RECORDS TO PROCESS:
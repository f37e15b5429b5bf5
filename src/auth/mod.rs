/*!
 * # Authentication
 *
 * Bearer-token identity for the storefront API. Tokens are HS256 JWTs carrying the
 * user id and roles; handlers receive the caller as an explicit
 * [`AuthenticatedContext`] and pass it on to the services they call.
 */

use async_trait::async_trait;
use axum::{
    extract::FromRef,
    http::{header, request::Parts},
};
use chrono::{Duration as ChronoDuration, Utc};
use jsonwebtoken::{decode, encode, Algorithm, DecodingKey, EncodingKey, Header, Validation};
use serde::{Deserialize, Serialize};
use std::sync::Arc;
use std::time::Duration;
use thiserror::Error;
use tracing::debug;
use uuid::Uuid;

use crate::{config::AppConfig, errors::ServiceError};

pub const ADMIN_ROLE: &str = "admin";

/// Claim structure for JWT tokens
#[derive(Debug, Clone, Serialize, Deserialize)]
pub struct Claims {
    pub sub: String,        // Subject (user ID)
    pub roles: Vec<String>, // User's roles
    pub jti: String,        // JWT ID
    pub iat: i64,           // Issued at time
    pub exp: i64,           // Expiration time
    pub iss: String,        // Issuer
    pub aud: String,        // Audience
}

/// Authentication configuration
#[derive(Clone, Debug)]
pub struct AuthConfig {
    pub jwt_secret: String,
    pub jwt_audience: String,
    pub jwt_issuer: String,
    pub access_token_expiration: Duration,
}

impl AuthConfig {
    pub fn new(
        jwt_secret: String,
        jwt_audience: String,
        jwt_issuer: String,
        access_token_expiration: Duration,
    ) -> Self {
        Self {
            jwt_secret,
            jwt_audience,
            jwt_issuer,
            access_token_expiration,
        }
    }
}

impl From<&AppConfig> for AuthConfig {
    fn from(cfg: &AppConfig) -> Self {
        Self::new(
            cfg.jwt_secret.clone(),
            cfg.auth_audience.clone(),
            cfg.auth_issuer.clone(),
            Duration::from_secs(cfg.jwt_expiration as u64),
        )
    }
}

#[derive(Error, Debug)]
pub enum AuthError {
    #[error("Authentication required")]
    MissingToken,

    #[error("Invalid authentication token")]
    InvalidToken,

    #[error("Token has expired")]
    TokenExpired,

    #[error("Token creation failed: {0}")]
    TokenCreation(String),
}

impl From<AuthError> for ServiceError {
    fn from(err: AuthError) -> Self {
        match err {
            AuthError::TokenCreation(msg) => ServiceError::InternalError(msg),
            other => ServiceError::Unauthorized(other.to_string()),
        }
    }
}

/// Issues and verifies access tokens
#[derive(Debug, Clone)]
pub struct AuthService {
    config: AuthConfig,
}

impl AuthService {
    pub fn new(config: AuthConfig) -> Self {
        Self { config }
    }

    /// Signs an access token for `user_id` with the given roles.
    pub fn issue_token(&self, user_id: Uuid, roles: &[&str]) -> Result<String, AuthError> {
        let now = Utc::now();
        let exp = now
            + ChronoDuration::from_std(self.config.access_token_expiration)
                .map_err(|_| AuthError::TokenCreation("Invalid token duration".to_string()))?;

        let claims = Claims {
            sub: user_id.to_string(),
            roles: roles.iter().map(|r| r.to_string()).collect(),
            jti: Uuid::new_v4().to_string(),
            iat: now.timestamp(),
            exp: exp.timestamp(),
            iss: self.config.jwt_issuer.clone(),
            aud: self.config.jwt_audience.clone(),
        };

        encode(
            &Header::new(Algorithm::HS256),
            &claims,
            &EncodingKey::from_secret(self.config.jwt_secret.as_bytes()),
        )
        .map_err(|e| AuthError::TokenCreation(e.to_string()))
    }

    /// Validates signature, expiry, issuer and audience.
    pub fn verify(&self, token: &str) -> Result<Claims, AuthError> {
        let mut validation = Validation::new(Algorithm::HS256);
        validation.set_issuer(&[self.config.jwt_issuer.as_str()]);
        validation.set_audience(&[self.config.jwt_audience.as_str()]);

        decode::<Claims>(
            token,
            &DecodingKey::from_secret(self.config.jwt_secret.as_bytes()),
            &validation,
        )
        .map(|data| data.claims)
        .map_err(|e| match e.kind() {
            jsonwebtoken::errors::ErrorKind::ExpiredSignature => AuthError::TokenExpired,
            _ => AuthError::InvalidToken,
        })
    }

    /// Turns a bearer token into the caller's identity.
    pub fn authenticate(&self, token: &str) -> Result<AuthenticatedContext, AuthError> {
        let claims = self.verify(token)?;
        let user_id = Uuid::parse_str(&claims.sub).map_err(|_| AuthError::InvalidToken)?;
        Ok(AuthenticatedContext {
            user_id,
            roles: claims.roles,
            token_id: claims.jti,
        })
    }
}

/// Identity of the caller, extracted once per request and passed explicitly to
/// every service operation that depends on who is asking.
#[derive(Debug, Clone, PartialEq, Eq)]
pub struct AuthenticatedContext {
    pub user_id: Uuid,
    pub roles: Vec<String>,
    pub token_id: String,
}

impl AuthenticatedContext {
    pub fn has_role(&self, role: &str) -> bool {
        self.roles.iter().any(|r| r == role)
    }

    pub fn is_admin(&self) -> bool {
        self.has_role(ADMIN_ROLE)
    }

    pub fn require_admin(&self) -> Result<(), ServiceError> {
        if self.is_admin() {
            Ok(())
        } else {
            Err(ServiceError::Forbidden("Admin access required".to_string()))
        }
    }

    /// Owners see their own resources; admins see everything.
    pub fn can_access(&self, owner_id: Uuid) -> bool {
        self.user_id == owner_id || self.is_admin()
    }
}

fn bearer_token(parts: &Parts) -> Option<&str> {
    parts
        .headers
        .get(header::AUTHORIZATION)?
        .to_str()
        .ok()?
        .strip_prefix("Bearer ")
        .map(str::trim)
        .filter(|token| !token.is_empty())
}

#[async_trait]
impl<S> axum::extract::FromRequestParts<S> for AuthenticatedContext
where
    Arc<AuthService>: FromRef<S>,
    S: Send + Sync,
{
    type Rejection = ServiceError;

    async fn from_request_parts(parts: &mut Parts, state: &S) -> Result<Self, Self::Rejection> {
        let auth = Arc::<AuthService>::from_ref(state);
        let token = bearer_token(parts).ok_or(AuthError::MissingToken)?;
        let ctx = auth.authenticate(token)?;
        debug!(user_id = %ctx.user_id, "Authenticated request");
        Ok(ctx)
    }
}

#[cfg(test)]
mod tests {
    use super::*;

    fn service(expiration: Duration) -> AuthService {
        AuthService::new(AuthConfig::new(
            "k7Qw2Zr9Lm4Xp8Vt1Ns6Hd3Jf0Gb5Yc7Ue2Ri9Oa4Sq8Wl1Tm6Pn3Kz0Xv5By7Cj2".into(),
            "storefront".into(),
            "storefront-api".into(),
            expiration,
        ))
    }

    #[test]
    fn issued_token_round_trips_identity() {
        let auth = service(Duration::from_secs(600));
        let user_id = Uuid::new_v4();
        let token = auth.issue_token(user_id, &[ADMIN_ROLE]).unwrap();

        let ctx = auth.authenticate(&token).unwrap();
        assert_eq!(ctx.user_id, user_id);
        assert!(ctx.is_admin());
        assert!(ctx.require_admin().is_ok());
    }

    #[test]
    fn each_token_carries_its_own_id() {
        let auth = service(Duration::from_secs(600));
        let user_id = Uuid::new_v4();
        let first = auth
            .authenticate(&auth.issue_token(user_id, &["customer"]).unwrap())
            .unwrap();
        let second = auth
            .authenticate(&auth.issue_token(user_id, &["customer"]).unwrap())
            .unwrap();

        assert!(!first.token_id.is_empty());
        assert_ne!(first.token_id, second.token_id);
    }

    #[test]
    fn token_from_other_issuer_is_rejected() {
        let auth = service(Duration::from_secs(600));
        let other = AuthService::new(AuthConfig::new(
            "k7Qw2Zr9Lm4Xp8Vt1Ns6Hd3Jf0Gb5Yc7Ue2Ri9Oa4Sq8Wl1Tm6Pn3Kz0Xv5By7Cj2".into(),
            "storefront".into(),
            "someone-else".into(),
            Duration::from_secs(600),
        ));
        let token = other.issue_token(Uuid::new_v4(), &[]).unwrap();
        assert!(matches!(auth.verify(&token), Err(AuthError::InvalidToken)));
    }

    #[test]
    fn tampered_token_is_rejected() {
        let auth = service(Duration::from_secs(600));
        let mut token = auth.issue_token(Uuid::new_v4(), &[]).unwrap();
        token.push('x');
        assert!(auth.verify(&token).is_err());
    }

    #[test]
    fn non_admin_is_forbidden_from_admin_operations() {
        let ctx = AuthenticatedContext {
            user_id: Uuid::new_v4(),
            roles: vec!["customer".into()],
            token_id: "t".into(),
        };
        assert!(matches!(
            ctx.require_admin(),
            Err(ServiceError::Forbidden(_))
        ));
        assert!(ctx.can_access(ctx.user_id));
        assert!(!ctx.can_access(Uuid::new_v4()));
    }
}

...

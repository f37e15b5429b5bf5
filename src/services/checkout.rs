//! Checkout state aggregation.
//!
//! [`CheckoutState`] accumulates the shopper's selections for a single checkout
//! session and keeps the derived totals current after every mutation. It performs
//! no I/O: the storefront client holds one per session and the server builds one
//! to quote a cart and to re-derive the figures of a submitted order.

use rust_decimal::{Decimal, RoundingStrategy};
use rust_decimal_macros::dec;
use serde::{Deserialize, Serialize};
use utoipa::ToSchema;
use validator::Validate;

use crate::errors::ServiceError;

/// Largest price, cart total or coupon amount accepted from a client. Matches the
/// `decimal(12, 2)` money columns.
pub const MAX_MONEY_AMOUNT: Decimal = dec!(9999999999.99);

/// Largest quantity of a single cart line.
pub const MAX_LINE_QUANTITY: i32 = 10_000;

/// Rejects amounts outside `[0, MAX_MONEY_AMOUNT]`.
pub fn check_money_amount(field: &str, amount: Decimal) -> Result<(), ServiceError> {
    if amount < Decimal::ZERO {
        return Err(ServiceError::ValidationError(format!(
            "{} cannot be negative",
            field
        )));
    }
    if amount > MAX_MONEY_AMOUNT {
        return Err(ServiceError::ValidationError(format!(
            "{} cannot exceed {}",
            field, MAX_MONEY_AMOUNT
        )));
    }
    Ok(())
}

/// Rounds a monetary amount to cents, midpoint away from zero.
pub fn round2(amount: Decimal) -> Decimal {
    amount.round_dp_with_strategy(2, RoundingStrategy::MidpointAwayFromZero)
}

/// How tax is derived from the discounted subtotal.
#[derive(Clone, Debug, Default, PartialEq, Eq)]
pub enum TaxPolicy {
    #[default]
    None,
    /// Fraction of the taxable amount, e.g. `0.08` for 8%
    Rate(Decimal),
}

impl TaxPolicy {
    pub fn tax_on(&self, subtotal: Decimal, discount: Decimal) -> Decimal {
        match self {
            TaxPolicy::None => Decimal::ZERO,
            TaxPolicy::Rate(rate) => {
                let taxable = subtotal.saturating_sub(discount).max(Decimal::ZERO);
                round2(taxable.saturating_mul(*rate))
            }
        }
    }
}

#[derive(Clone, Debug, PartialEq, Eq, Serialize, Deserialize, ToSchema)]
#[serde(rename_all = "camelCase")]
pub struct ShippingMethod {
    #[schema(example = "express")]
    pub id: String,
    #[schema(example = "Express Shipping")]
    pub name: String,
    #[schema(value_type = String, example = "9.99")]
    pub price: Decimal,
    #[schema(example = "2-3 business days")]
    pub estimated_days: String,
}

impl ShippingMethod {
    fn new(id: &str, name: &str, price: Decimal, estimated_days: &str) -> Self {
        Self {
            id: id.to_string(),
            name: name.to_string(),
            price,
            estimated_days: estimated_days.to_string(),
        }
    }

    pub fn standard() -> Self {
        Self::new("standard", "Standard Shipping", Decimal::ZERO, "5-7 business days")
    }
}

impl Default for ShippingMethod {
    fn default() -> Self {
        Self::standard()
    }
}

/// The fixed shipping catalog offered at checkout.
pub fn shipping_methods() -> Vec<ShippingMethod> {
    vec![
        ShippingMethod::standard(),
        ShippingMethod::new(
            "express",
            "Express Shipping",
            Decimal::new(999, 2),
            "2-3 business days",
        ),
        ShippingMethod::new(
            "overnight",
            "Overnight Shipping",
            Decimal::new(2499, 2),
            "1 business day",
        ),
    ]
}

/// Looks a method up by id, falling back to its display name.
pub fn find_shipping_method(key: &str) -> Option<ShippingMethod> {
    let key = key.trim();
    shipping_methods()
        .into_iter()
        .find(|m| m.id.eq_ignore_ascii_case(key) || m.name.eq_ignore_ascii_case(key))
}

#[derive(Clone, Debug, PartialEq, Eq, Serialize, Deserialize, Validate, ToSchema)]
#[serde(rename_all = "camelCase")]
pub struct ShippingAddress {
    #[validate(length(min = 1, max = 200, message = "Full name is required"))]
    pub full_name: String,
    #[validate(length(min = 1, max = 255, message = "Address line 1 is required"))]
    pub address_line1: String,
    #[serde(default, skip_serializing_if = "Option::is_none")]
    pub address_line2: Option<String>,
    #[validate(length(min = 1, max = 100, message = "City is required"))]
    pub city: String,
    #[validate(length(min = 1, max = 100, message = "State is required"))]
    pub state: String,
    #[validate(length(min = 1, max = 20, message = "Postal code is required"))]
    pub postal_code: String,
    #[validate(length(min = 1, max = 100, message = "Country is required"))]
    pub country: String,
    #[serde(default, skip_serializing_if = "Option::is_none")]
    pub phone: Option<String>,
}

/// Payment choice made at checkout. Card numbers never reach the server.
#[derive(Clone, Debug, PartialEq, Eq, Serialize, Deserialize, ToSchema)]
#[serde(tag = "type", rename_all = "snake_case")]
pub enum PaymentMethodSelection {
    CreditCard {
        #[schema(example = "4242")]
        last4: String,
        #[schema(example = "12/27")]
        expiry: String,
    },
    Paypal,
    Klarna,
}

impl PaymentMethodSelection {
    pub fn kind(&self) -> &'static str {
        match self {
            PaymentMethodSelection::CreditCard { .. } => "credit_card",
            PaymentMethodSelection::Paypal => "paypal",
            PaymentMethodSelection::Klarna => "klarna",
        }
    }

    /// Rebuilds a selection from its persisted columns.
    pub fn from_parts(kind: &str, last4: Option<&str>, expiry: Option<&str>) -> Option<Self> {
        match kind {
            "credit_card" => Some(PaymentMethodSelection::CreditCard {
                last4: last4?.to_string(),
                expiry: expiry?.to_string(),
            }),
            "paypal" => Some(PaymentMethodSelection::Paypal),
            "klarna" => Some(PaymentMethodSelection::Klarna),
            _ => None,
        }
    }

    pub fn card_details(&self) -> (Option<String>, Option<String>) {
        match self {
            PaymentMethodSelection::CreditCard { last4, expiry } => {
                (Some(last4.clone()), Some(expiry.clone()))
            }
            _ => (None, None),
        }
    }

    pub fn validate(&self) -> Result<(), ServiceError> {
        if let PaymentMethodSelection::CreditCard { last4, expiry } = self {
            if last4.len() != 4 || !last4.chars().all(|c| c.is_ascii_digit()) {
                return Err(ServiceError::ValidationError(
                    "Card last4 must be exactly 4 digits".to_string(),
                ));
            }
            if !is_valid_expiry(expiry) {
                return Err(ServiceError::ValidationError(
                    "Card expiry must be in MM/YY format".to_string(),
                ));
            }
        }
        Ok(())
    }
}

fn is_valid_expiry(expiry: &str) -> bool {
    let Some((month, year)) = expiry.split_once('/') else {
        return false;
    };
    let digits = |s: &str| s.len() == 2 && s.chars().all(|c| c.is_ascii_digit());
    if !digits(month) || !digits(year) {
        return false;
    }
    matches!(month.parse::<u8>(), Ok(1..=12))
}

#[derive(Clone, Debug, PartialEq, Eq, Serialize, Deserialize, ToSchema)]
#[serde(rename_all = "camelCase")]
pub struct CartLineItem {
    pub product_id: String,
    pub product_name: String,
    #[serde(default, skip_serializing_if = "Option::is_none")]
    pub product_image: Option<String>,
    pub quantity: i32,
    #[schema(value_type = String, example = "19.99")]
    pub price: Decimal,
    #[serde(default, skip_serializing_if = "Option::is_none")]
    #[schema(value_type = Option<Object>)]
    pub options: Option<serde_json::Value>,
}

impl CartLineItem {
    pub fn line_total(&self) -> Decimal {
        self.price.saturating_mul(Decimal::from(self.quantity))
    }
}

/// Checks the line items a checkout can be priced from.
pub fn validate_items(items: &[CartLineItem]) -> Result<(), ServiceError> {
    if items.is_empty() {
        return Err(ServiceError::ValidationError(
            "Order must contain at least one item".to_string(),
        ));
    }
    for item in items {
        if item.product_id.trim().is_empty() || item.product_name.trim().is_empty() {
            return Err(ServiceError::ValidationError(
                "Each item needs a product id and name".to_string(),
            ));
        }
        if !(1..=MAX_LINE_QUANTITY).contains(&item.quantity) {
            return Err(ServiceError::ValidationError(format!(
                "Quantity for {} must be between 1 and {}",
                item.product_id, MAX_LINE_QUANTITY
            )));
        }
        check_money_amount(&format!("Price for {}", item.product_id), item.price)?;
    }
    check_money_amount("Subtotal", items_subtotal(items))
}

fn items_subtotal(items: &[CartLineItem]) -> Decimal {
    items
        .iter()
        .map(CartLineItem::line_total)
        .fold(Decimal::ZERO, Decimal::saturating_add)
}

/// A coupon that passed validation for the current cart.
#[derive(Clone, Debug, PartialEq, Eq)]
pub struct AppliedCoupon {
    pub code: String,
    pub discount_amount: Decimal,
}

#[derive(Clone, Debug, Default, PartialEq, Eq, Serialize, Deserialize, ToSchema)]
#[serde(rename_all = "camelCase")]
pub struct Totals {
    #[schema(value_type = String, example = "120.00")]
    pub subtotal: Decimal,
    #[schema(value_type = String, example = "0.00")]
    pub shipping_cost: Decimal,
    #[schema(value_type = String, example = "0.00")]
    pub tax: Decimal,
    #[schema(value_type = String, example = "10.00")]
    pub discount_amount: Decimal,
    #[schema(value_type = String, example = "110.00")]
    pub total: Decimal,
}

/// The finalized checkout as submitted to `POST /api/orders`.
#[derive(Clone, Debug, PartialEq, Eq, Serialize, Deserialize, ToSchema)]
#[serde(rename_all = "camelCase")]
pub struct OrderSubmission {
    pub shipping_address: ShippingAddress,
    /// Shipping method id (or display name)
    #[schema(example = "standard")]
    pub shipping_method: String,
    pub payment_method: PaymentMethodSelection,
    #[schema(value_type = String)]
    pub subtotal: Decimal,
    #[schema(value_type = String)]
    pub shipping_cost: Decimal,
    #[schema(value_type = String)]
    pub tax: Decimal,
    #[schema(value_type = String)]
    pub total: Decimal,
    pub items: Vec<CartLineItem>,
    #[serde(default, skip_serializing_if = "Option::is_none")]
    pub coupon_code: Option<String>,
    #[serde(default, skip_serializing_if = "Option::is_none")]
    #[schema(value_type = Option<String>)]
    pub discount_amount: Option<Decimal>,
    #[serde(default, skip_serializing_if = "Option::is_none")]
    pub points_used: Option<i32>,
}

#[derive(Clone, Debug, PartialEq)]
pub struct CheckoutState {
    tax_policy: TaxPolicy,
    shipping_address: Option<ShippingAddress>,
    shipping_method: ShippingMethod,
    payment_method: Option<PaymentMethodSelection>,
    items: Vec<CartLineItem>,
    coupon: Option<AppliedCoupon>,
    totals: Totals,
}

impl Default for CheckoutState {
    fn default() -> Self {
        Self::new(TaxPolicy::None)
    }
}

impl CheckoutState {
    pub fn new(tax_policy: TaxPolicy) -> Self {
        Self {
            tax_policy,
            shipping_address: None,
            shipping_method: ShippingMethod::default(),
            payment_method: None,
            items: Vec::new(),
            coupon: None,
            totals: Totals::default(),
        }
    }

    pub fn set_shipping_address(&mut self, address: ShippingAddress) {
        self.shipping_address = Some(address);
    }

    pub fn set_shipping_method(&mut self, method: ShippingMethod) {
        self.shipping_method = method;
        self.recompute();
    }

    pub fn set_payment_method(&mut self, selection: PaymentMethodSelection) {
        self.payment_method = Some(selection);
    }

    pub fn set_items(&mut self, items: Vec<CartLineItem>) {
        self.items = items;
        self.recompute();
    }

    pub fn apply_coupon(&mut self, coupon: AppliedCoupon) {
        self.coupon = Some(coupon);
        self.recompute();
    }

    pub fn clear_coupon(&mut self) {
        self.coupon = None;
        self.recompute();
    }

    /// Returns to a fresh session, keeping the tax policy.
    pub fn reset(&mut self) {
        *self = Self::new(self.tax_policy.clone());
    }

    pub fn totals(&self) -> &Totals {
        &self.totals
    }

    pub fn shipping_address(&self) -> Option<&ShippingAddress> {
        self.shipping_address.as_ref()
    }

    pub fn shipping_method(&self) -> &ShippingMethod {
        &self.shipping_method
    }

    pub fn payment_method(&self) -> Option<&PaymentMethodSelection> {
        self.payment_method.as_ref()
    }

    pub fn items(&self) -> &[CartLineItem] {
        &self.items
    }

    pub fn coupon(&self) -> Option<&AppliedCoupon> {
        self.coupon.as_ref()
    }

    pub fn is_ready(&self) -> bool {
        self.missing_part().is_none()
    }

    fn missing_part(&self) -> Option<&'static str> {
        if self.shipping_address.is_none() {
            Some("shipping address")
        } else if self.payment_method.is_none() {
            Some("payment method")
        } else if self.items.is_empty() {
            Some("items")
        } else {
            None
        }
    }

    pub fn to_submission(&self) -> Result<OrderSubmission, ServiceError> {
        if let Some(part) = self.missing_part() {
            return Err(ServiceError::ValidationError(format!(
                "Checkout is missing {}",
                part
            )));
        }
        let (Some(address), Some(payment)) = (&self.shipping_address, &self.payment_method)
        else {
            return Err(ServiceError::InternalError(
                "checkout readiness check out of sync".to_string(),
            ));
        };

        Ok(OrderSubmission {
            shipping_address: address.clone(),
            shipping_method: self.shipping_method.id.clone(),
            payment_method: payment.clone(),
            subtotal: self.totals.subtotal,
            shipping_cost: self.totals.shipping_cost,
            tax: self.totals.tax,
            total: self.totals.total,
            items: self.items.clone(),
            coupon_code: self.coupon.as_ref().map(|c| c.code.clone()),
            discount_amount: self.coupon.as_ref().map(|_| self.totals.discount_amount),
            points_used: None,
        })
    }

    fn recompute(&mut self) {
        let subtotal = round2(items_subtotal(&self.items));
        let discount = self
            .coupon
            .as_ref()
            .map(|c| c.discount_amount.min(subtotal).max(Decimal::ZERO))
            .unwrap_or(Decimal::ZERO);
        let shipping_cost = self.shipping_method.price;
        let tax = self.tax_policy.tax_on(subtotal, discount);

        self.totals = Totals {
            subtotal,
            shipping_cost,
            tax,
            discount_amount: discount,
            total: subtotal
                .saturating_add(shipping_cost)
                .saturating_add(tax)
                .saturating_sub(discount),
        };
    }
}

INSTRUCTIONS TO FOLLOW: Only lines containing the string "second" belong in the answer; find them in the data above and copy them.

OUTPUT BELOW:
        let second = auth
        assert_ne!(first.token_id, second.token_id);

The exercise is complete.